-- Problem to work on --
When a line of the listing below has the string "ListEnvelope" in it, copy that line.

-- Data --
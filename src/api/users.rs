//
//  rollbar-provider
//  api/users.rs
//
//  Created by Ngonidzashe Mangudya on 2026/10/19.
//  Copyright (c) 2026 IAMNGONI. All rights reserved.
//

//! # Rollbar User API
//!
//! Users are read-only: they join an account by accepting a team invitation.
//!
//! ```text
//! GET /users
//! GET /user/{id}
//! GET /user/{id}/teams
//! GET /user/{id}/projects
//! ```

use serde::{Deserialize, Serialize};

use super::client::RollbarClient;
use super::common::{ApiError, Envelope, ListEnvelope, Response};
use super::projects::Project;
use super::teams::Team;
use crate::auth::TokenScope;

/// Represents a user in Rollbar.
#[derive(Debug, Clone, Default, PartialEq, Eq, Serialize, Deserialize)]
pub struct User {
    #[serde(default, skip_serializing_if = "Option::is_none")]
    pub id: Option<u64>,

    #[serde(default, skip_serializing_if = "Option::is_none")]
    pub username: Option<String>,

    #[serde(default, skip_serializing_if = "Option::is_none")]
    pub email: Option<String>,
}

impl User {
    /// Returns `true` if the user's email matches `email`, ignoring case.
    pub fn has_email(&self, email: &str) -> bool {
        self.email
            .as_deref()
            .is_some_and(|own| own.eq_ignore_ascii_case(email))
    }
}

/// User operations. Obtained through [`RollbarClient::users`].
#[derive(Debug, Clone, Copy)]
pub struct UsersService<'a> {
    client: &'a RollbarClient,
}

impl<'a> UsersService<'a> {
    const SCOPE: TokenScope = TokenScope::Account;

    pub(crate) fn new(client: &'a RollbarClient) -> Self {
        Self { client }
    }

    /// Lists all users of the account.
    pub async fn list(&self) -> Result<(ListEnvelope<User>, Response), ApiError> {
        self.client.get(Self::SCOPE, "/users").await
    }

    /// Gets a single user.
    pub async fn get(&self, user_id: u64) -> Result<(Envelope<User>, Response), ApiError> {
        self.client
            .get(Self::SCOPE, &format!("/user/{}", user_id))
            .await
    }

    /// Lists the teams a user belongs to.
    pub async fn list_teams(
        &self,
        user_id: u64,
    ) -> Result<(ListEnvelope<Team>, Response), ApiError> {
        self.client
            .get(Self::SCOPE, &format!("/user/{}/teams", user_id))
            .await
    }

    /// Lists the projects a user can access.
    pub async fn list_projects(
        &self,
        user_id: u64,
    ) -> Result<(ListEnvelope<Project>, Response), ApiError> {
        self.client
            .get(Self::SCOPE, &format!("/user/{}/projects", user_id))
            .await
    }
}
//
//  rollbar-provider
//  resources/project.rs
//
//  Created by Ngonidzashe Mangudya on 2026/10/19.
//  Copyright (c) 2026 IAMNGONI. All rights reserved.
//

//! Project resource and the project-by-name data source.
//!
//! Projects cannot be changed once created: a new name means a new project.

use anyhow::{Context, Result};
use serde::{Deserialize, Serialize};

use super::{require_result, validate_name, ResourceId};
use crate::api::projects::{Project, ProjectRequest};
use crate::api::RollbarClient;
use crate::util::parse_numeric_id;

/// Stored state of a project.
#[derive(Debug, Clone, PartialEq, Eq, Serialize, Deserialize)]
pub struct ProjectState {
    pub id: u64,
    pub name: String,
    pub status: Option<String>,
    pub account_id: Option<u64>,
}

impl ProjectState {
    fn from_project(id: u64, project: Project) -> Self {
        Self {
            id: project.id.unwrap_or(id),
            name: project.name.unwrap_or_default(),
            status: project.status,
            account_id: project.account_id,
        }
    }

    pub fn resource_id(&self) -> ResourceId {
        ResourceId::remote(self.id)
    }
}

/// Creates a project and reads it back.
pub async fn create(client: &RollbarClient, name: &str) -> Result<ProjectState> {
    validate_name(name)?;

    tracing::debug!("Creating new project {}", name);

    let request = ProjectRequest {
        name: name.to_string(),
    };
    let (envelope, _) = client
        .projects()
        .create(&request)
        .await
        .with_context(|| format!("Failed to create project {}", name))?;
    let created = require_result(envelope, "project")?;
    let id = created
        .id
        .with_context(|| format!("Rollbar returned no ID for new project {}", name))?;

    tracing::debug!("Created new project {} with id {}", name, id);

    read(client, id).await
}

/// Reads a project.
pub async fn read(client: &RollbarClient, id: u64) -> Result<ProjectState> {
    let (envelope, _) = client
        .projects()
        .get(id)
        .await
        .with_context(|| format!("Failed to read project {}", id))?;
    let project = require_result(envelope, "project")?;
    Ok(ProjectState::from_project(id, project))
}

/// Deletes a project.
pub async fn delete(client: &RollbarClient, id: u64) -> Result<()> {
    tracing::debug!("Deleting project {}", id);

    client
        .projects()
        .delete(id)
        .await
        .with_context(|| format!("Failed to delete project {}", id))?;

    tracing::debug!("Deleted project {}", id);
    Ok(())
}

/// Imports an existing project by its numeric ID.
pub async fn import(client: &RollbarClient, id: &str) -> Result<ProjectState> {
    let id = parse_numeric_id(id)?;
    read(client, id).await
}

/// Finds a project by exact name.
///
/// Deleted projects are never matched. Returns `None` when no project has
/// the name.
pub async fn find_by_name(client: &RollbarClient, name: &str) -> Result<Option<ProjectState>> {
    let (envelope, _) = client
        .projects()
        .list()
        .await
        .context("Failed to list projects")?;

    Ok(envelope
        .into_items()
        .into_iter()
        .find(|p| p.name.as_deref() == Some(name))
        .and_then(|p| p.id.map(|id| ProjectState::from_project(id, p))))
}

-- Exercise solution --
use super::common::{ApiError, Envelope, ListEnvelope, Response};
    pub async fn list(&self) -> Result<(ListEnvelope<User>, Response), ApiError> {
    ) -> Result<(ListEnvelope<Team>, Response), ApiError> {
    ) -> Result<(ListEnvelope<Project>, Response), ApiError> {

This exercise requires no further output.